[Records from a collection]
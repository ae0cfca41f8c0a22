//! Idle indicators: status blinker and counter display.
//!
//! Both run only while the device is `Waiting` and only when they can get
//! the surface lease, so they never interleave with a render.

use core::fmt::Write;
use core::sync::atomic::Ordering;

use crate::device::DeviceState;
use crate::hal::Panel;
use crate::logging::BufWriter;
use crate::mode::Mode;
use crate::surface::Surface;

/// Fixed-period scheduler shared by the indicators.
#[derive(Debug, Clone, Copy)]
struct Period {
    next_ms: u64,
}

impl Period {
    const fn new() -> Self {
        Self { next_ms: 0 }
    }

    /// True if the period elapsed; re-arms from `now_ms`.
    fn due(&mut self, now_ms: u64, period_ms: u32) -> bool {
        if now_ms < self.next_ms {
            return false;
        }
        self.next_ms = now_ms + period_ms.max(1) as u64;
        true
    }
}

fn idle(device: &DeviceState) -> bool {
    device.mode.read() == Mode::Waiting
}

/// Toggles the LED while idle.
///
/// Leaves the LED off outside `Waiting`, and restarts from off on
/// re-entry since renders and blips also end with it off.
pub struct StatusBlinker {
    period: Period,
    on: bool,
    was_idle: bool,
}

impl StatusBlinker {
    pub const fn new() -> Self {
        Self {
            period: Period::new(),
            on: false,
            was_idle: true,
        }
    }

    /// Returns the LED state written this tick, if any.
    pub fn tick<P: Panel>(
        &mut self,
        now_ms: u64,
        device: &DeviceState,
        surface: &Surface<P>,
    ) -> Option<bool> {
        let idle = idle(device);
        let entered = idle && !self.was_idle;
        self.was_idle = idle;

        if !idle {
            if !self.on {
                return None;
            }
            let mut panel = surface.try_lease()?;
            panel.set_indicator(false);
            self.on = false;
            return Some(false);
        }

        if entered {
            self.on = false;
        }
        let mut panel = surface.try_lease()?;
        if !self.period.due(now_ms, device.config.status_ms.load(Ordering::Relaxed)) {
            return None;
        }

        self.on = !self.on;
        panel.set_indicator(self.on);
        Some(self.on)
    }
}

impl Default for StatusBlinker {
    fn default() -> Self {
        Self::new()
    }
}

/// Shows an incrementing counter while idle.
pub struct CounterDisplay {
    period: Period,
    counter: u32,
}

impl CounterDisplay {
    pub const fn new() -> Self {
        Self {
            period: Period::new(),
            counter: 0,
        }
    }

    /// Returns the value shown this tick, if any.
    pub fn tick<P: Panel>(
        &mut self,
        now_ms: u64,
        device: &DeviceState,
        surface: &Surface<P>,
    ) -> Option<u32> {
        if !idle(device) {
            return None;
        }
        let mut panel = surface.try_lease()?;
        if !self.period.due(now_ms, device.config.status_ms.load(Ordering::Relaxed)) {
            return None;
        }

        let shown = self.counter;
        let mut buf = [0u8; 12];
        let mut w = BufWriter::new(&mut buf);
        let _ = write!(w, "{}", shown);

        panel.clear_surface();
        panel.write_glyph(core::str::from_utf8(w.written()).unwrap_or(""));
        self.counter = self.counter.wrapping_add(1);
        Some(shown)
    }
}

impl Default for CounterDisplay {
    fn default() -> Self {
        Self::new()
    }
}
//! # MorseGestureLink
//!
//! Button and gesture Morse appliance with a serial host link.
//!
//! ## Architecture
//!
//! All coordination flows through [`DeviceState`]. Components are isolated:
//! - Input sources (button ISR, link framer, motion sampler) write the mode
//! - The output coordinator reads it, renders, and moves it forward
//! - No callbacks, no mutexes; every shared cell is an atomic
//!
//! The shared LED/display/buzzer is reached only through a
//! [`SurfaceLease`], released on drop.

#![cfg_attr(not(test), no_std)]

pub mod config;
pub mod device;
pub mod fault;
pub mod gesture;
pub mod hal;
pub mod input;
pub mod link;
pub mod log_drain;
pub mod logging;
pub mod melody;
pub mod mode;
pub mod morse;
pub mod output;
pub mod status;
pub mod surface;

pub use device::{DeviceState, DEVICE, MESSAGE_CAPACITY};
pub use fault::{FaultCode, FaultState};
pub use gesture::{Gesture, GestureClassifier};
pub use input::{on_button_edge, Button, MotionSampler};
pub use link::{LinkFramer, LinkTx};
pub use mode::{Event, Mode, ModeRegister};
pub use output::OutputCoordinator;
pub use surface::{Surface, SurfaceLease};

/// Build version string with git hash.
pub const VERSION: &str = env!("VERSION_STRING");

#### ASSIGNMENT
Taking the records above, retype every line from the one with "written this tick, if any." down to the one with "let entered = idle && !self.was_idle;", exactly and with nothing else.

#### TASK ANSWER
    /// Returns the LED state written this tick, if any.
    pub fn tick<P: Panel>(
        &mut self,
        now_ms: u64,
        device: &DeviceState,
        surface: &Surface<P>,
    ) -> Option<bool> {
        let idle = idle(device);
        let entered = idle && !self.was_idle;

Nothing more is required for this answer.